• _Requirement_
Below are entries. Reproduce exactly the lines between the line holding "pub trait Confirm" and the line holding "Accepts every proposal.", inclusive, and only those.

======== Source data

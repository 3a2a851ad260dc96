use std::io::{self, Write};

pub fn prompt_confirm(prompt: &str, default: Option<bool>) -> io::Result<bool> {
    let mut input = String::new();

    loop {
        input.clear();

        match default {
            Some(true) => print!("{} (Y/n): ", prompt),
            Some(false) | None => print!("{} (y/N): ", prompt),
        }
        io::stdout().flush()?;

        // EOF counts as the default answer, or as "no" without one
        if io::stdin().read_line(&mut input)? == 0 {
            println!();
            return Ok(default.unwrap_or(false));
        }

        match input.trim().to_uppercase().as_str() {
            "Y" | "YES" => return Ok(true),
            "N" | "NO" => return Ok(false),
            "" => match default {
                Some(default) => return Ok(default),
                None => continue,
            },
            _ => continue,
        }
    }
}
/// Yes/no decision supplied by whoever drives the engine.
///
/// The CLI implements this with a terminal prompt; tests use closures.
pub trait Confirm {
    fn confirm(&self, prompt: &str) -> bool;
}

impl<F> Confirm for F
where
    F: Fn(&str) -> bool,
{
    fn confirm(&self, prompt: &str) -> bool {
        self(prompt)
    }
}

/// Accepts every proposal.
pub struct AlwaysConfirm;

impl Confirm for AlwaysConfirm {
    fn confirm(&self, _prompt: &str) -> bool {
        true
    }
}

/// Declines every proposal.
pub struct NeverConfirm;

impl Confirm for NeverConfirm {
    fn confirm(&self, _prompt: &str) -> bool {
        false
    }
}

================

• _Task result_
pub trait Confirm {
    fn confirm(&self, prompt: &str) -> bool;
}

impl<F> Confirm for F
where
    F: Fn(&str) -> bool,
{
    fn confirm(&self, prompt: &str) -> bool {
        self(prompt)
    }
}

/// Accepts every proposal.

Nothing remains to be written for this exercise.